La destruction du barrage – que les responsables ukrainiens et le Parlement européen imputent à la Russie, même si la structure était sous contrôle russe – faisait partie d’une série d’attaques contre les infrastructures hydrauliques survenues pendant la guerre entre la Russie et l’Ukraine.

Parallèlement à ces grèves, des violences liées à l’eau ont éclaté l’année dernière dans d’autres régions du monde.

Dans des pays comme l’Inde, le Kenya et le Yémen, les conflits autour de l’eau ont déclenché des effusions de sang.

Et à la frontière Iran-Afghanistan, un conflit centré sur l’eau du fleuve Helmand a dégénéré en affrontements meurtriers entre les forces des deux pays.

Ce ne sont là que quelques-uns des 344 cas de conflits liés à l’eau dans le monde au cours de 2022 et du premier semestre 2023, selon les données compilées par des chercheurs du Pacific Institute, un groupe de réflexion mondial sur l’eau.

Leurs données récemment mises à jour, collectées dans le cadre d’un effort appelé Water Conflict Chronology, montrent une recrudescence importante d’incidents violents, due en partie au ciblage des barrages et des systèmes d’approvisionnement en eau en Ukraine, ainsi qu’à une augmentation de la violence liée à l’eau au Moyen-Orient et au Moyen-Orient. d’autres régions.

« Il est très inquiétant de constater que les attaques contre les infrastructures civiles de l’eau semblent se multiplier », a déclaré Peter Gleick, co-fondateur et chercheur principal du Pacific Institute. « Nous constatons également une augmentation inquiétante de la violence associée à la pénurie d’eau, aggravée par la sécheresse, les dérèglements climatiques, la croissance démographique et la concurrence pour l’eau. »

Gleick suit les cas de conflits liés à l’eau depuis plus de trois décennies et a répertorié les derniers incidents avec d’autres chercheurs de l’institut basé à Oakland.

La base de données recense désormais plus de 1 630 conflits.
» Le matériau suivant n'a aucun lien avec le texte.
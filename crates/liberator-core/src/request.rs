//! Inbound request and outbound response
//!
//! JSON field names are camelCase to match the calling application.

use std::collections::BTreeMap;
use std::fmt;

use chrono::{DateTime, Utc};
use proprietary_scrub::SourceFile;
use serde::{Deserialize, Serialize};
use serde_json::Value;

use crate::error::{ErrorKind, LiberationError};

/// One sub-pipeline.
#[derive(Debug, Clone, Copy, PartialEq, Eq, Hash, Serialize, Deserialize)]
#[serde(rename_all = "lowercase")]
pub enum Phase {
    Github,
    Supabase,
    Coolify,
}

impl Phase {
    pub fn as_str(self) -> &'static str {
        match self {
            Phase::Github => "github",
            Phase::Supabase => "supabase",
            Phase::Coolify => "coolify",
        }
    }
}

impl fmt::Display for Phase {
    fn fmt(&self, f: &mut fmt::Formatter<'_>) -> fmt::Result {
        f.write_str(self.as_str())
    }
}

/// Requested phase set.
#[derive(Debug, Clone, Copy, PartialEq, Eq, Serialize, Deserialize)]
#[serde(rename_all = "lowercase")]
pub enum PhaseSelection {
    Github,
    Supabase,
    Coolify,
    All,
}

impl PhaseSelection {
    /// Phases in execution order.
    pub fn phases(self) -> Vec<Phase> {
        match self {
            PhaseSelection::Github => vec![Phase::Github],
            PhaseSelection::Supabase => vec![Phase::Supabase],
            PhaseSelection::Coolify => vec![Phase::Coolify],
            PhaseSelection::All => vec![Phase::Github, Phase::Supabase, Phase::Coolify],
        }
    }
}

impl std::str::FromStr for PhaseSelection {
    type Err = LiberationError;

    fn from_str(s: &str) -> Result<Self, Self::Err> {
        match s.trim().to_ascii_lowercase().as_str() {
            "github" => Ok(PhaseSelection::Github),
            "supabase" => Ok(PhaseSelection::Supabase),
            "coolify" => Ok(PhaseSelection::Coolify),
            "all" => Ok(PhaseSelection::All),
            other => Err(LiberationError::Validation(format!(
                "unknown phase '{}'; expected github, supabase, coolify or all",
                other
            ))),
        }
    }
}

#[derive(Clone, Serialize, Deserialize)]
#[serde(rename_all = "camelCase")]
pub struct GitHubCredentials {
    #[serde(skip_serializing)]
    pub token: String,
    /// Organization or user owning the repository; defaults to the token's login
    #[serde(default)]
    pub owner: Option<String>,
    #[serde(default)]
    pub branch: Option<String>,
    /// Overrides the configured API URL
    #[serde(default)]
    pub api_url: Option<String>,
}

#[derive(Clone, Serialize, Deserialize)]
#[serde(rename_all = "camelCase")]
pub struct SupabaseCredentials {
    pub project_ref: String,
    #[serde(skip_serializing)]
    pub access_token: String,
    /// `https://<ref>.supabase.co`; enables the console fallback together with the service key
    #[serde(default)]
    pub project_url: Option<String>,
    #[serde(default, skip_serializing)]
    pub service_role_key: Option<String>,
    #[serde(default)]
    pub api_url: Option<String>,
}

#[derive(Clone, Serialize, Deserialize)]
#[serde(rename_all = "camelCase")]
pub struct CoolifyCredentials {
    pub base_url: String,
    #[serde(skip_serializing)]
    pub token: String,
    #[serde(default)]
    pub server_uuid: Option<String>,
    #[serde(default)]
    pub server_ip: Option<String>,
    #[serde(default)]
    pub private_key_uuid: Option<String>,
    /// GitHub App registered on the platform, used for private repositories
    #[serde(default)]
    pub github_app_uuid: Option<String>,
    /// Repository visibility when the GitHub phase does not run in the same request
    #[serde(default)]
    pub private_repository: bool,
    /// Application environment variables
    #[serde(default, skip_serializing)]
    pub env_vars: BTreeMap<String, String>,
}

impl fmt::Debug for GitHubCredentials {
    fn fmt(&self, f: &mut fmt::Formatter<'_>) -> fmt::Result {
        f.debug_struct("GitHubCredentials")
            .field("token", &"<redacted>")
            .field("owner", &self.owner)
            .field("branch", &self.branch)
            .field("api_url", &self.api_url)
            .finish()
    }
}

impl fmt::Debug for SupabaseCredentials {
    fn fmt(&self, f: &mut fmt::Formatter<'_>) -> fmt::Result {
        f.debug_struct("SupabaseCredentials")
            .field("project_ref", &self.project_ref)
            .field("access_token", &"<redacted>")
            .field("project_url", &self.project_url)
            .field("service_role_key", &self.service_role_key.as_ref().map(|_| "<redacted>"))
            .finish()
    }
}

impl fmt::Debug for CoolifyCredentials {
    fn fmt(&self, f: &mut fmt::Formatter<'_>) -> fmt::Result {
        f.debug_struct("CoolifyCredentials")
            .field("base_url", &self.base_url)
            .field("token", &"<redacted>")
            .field("server_uuid", &self.server_uuid)
            .field("server_ip", &self.server_ip)
            .field("private_key_uuid", &self.private_key_uuid)
            .field("github_app_uuid", &self.github_app_uuid)
            .field("private_repository", &self.private_repository)
            .field("env_vars", &self.env_vars.keys().collect::<Vec<_>>())
            .finish()
    }
}

/// Per-phase credentials; only the requested phases need theirs.
#[derive(Debug, Clone, Default, Serialize, Deserialize)]
#[serde(rename_all = "camelCase")]
pub struct TargetCredentials {
    #[serde(default)]
    pub github: Option<GitHubCredentials>,
    #[serde(default)]
    pub supabase: Option<SupabaseCredentials>,
    #[serde(default)]
    pub coolify: Option<CoolifyCredentials>,
}

#[derive(Debug, Clone, Serialize, Deserialize)]
#[serde(rename_all = "camelCase")]
pub struct LiberationRequest {
    pub phase: PhaseSelection,
    #[serde(default)]
    pub files: Vec<SourceFile>,
    pub project_name: String,
    #[serde(default)]
    pub repo_name: Option<String>,
    #[serde(default)]
    pub target_credentials: TargetCredentials,
    #[serde(default, skip_serializing)]
    pub secrets_to_sync: Option<BTreeMap<String, String>>,
    /// Deployment record to report status transitions to
    #[serde(default)]
    pub deployment_id: Option<String>,
}

/// Lowercase, ASCII alphanumerics separated by single dashes.
pub fn slugify(name: &str) -> String {
    let mut slug = String::with_capacity(name.len());
    for c in name.chars() {
        if c.is_ascii_alphanumeric() {
            slug.push(c.to_ascii_lowercase());
        } else if !slug.ends_with('-') && !slug.is_empty() {
            slug.push('-');
        }
    }
    slug.trim_end_matches('-').to_string()
}

impl LiberationRequest {
    /// Target repository name: the explicit name, else a slug of the project name.
    pub fn repo_name(&self) -> String {
        self.repo_name
            .as_deref()
            .map(str::trim)
            .filter(|n| !n.is_empty())
            .map(str::to_string)
            .unwrap_or_else(|| slugify(&self.project_name))
    }

    /// Repository URL used when the publish phase did not run in this request.
    pub fn fallback_repo_url(&self) -> String {
        let owner = self
            .target_credentials
            .github
            .as_ref()
            .and_then(|g| g.owner.clone())
            .filter(|o| !o.trim().is_empty())
            .unwrap_or_else(|| slugify(&self.project_name));
        format!("https://github.com/{}/{}.git", owner, self.repo_name())
    }

    /// Checks that need no network: names, files and the credentials of every
    /// requested phase.
    pub fn validate(&self) -> Result<(), LiberationError> {
        if slugify(&self.project_name).is_empty() {
            return Err(LiberationError::Validation(
                "projectName must contain at least one letter or digit".to_string(),
            ));
        }
        let phases = self.phase.phases();
        let needs_files = phases.contains(&Phase::Github) || phases.contains(&Phase::Supabase);
        if needs_files && self.files.is_empty() {
            return Err(LiberationError::Validation("files is empty".to_string()));
        }
        if let Some(file) = self.files.iter().find(|f| f.path.trim().is_empty()) {
            return Err(LiberationError::Validation(format!(
                "file with empty path ({} bytes)",
                file.content.len()
            )));
        }
        let creds = &self.target_credentials;
        for phase in phases {
            let present = match phase {
                Phase::Github => creds.github.as_ref().is_some_and(|g| !g.token.is_empty()),
                Phase::Supabase => creds
                    .supabase
                    .as_ref()
                    .is_some_and(|s| !s.project_ref.is_empty() && !s.access_token.is_empty()),
                Phase::Coolify => creds
                    .coolify
                    .as_ref()
                    .is_some_and(|c| !c.base_url.is_empty() && !c.token.is_empty()),
            };
            if !present {
                return Err(LiberationError::Validation(format!(
                    "missing {} credentials",
                    phase
                )));
            }
        }
        Ok(())
    }
}

/// How a phase ended.
#[derive(Debug, Clone, Copy, PartialEq, Eq, Serialize, Deserialize)]
#[serde(rename_all = "lowercase")]
pub enum PhaseStatus {
    Succeeded,
    /// Succeeded with some failures (lenient migration threshold)
    Partial,
    /// Deployment still building when polling stopped
    Indeterminate,
    Failed,
}

/// Outcome of one phase. Phase boundaries always produce one of these,
/// never an error.
#[derive(Debug, Clone, Serialize, Deserialize)]
#[serde(rename_all = "camelCase")]
pub struct PhaseResult {
    pub phase: Phase,
    pub success: bool,
    pub status: PhaseStatus,
    pub message: String,
    pub http_status: u16,
    #[serde(skip_serializing_if = "Option::is_none")]
    pub data: Option<Value>,
    /// Raw error text for support diagnosis
    #[serde(skip_serializing_if = "Option::is_none")]
    pub error: Option<String>,
    #[serde(skip_serializing_if = "Option::is_none")]
    pub error_kind: Option<ErrorKind>,
    pub started_at: DateTime<Utc>,
    pub duration_ms: u64,
}

impl PhaseResult {
    pub fn succeeded(
        phase: Phase,
        status: PhaseStatus,
        message: impl Into<String>,
        http_status: u16,
        data: Value,
        started_at: DateTime<Utc>,
    ) -> Self {
        let error_kind = (status == PhaseStatus::Indeterminate).then_some(ErrorKind::Indeterminate);
        PhaseResult {
            phase,
            success: true,
            status,
            message: message.into(),
            http_status,
            data: Some(data),
            error: None,
            error_kind,
            started_at,
            duration_ms: elapsed_ms(started_at),
        }
    }

    pub fn failed(
        phase: Phase,
        message: impl Into<String>,
        err: &LiberationError,
        data: Option<Value>,
        started_at: DateTime<Utc>,
    ) -> Self {
        PhaseResult {
            phase,
            success: false,
            status: PhaseStatus::Failed,
            message: message.into(),
            http_status: err.http_status(),
            data,
            error: Some(err.to_string()),
            error_kind: Some(err.kind()),
            started_at,
            duration_ms: elapsed_ms(started_at),
        }
    }

    /// A phase that ran to completion but whose report says it failed.
    pub fn unsuccessful(
        phase: Phase,
        message: impl Into<String>,
        http_status: u16,
        data: Value,
        started_at: DateTime<Utc>,
    ) -> Self {
        let message = message.into();
        PhaseResult {
            phase,
            success: false,
            status: PhaseStatus::Failed,
            error: Some(message.clone()),
            message,
            http_status,
            data: Some(data),
            error_kind: Some(ErrorKind::RemoteApi),
            started_at,
            duration_ms: elapsed_ms(started_at),
        }
    }
}

fn elapsed_ms(started_at: DateTime<Utc>) -> u64 {
    (Utc::now() - started_at).num_milliseconds().max(0) as u64
}

#[derive(Debug, Clone, Serialize, Deserialize)]
#[serde(rename_all = "camelCase")]
pub struct LiberationResponse {
    pub success: bool,
    pub message: String,
    pub results: Vec<PhaseResult>,
    pub pipeline_id: String,
}

impl LiberationResponse {
    /// Response for a request rejected before any phase ran.
    pub fn rejected(pipeline_id: &str, err: &LiberationError) -> Self {
        LiberationResponse {
            success: false,
            message: err.to_string(),
            results: Vec::new(),
            pipeline_id: pipeline_id.to_string(),
        }
    }

    /// 200 when every phase succeeded, 207 when some did, else the first
    /// failed phase's status (400 for a rejected request).
    pub fn http_status(&self) -> u16 {
        let succeeded = self.results.iter().filter(|r| r.success).count();
        if self.results.is_empty() {
            return 400;
        }
        if succeeded == self.results.len() {
            return 200;
        }
        if succeeded > 0 {
            return 207;
        }
        self.results
            .iter()
            .find(|r| !r.success)
            .map(|r| r.http_status)
            .unwrap_or(500)
    }

    pub fn result(&self, phase: Phase) -> Option<&PhaseResult> {
        self.results.iter().find(|r| r.phase == phase)
    }
}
La plupart des cas se sont produits depuis 2000, et il y a eu une tendance à la hausse au cours de la dernière décennie, avec un pic ces dernières années.

Les chercheurs collectent des données à partir de reportages et d’autres sources et comptes. Ils classent les cas en trois catégories : où l’eau ou les systèmes d’approvisionnement en eau ont été un déclencheur de violence, ont été utilisés comme « arme » ou ont été pris pour cible et sont devenus une « victime » de violence.

Tous les cas n’impliquent pas des blessures ou des décès, mais c’est souvent le cas.

Dans des pays africains, notamment au Nigeria, en Somalie et au Soudan du Sud, des combats ont éclaté entre agriculteurs et éleveurs pour les sources d’eau et les terres.

« Il y a eu un nombre croissant d’incidents où la sécheresse a conduit à des violences associées à des conflits sur le contrôle et l’accès à l’eau douce », a déclaré Gleick.

En Afrique du Sud, les protestations contre le manque d’accès à l’eau potable sont devenues explosives, les gens brûlant des pneus et jetant des pierres sur la police. Lors des sécheresses en Iran et en Inde, les protestations contre les pénuries d’eau ont également déclenché des violences.

« Nous savons que le changement climatique aggrave les graves sécheresses, et cela me fait craindre que ce genre d’incidents ne devienne plus courant », a déclaré Gleick.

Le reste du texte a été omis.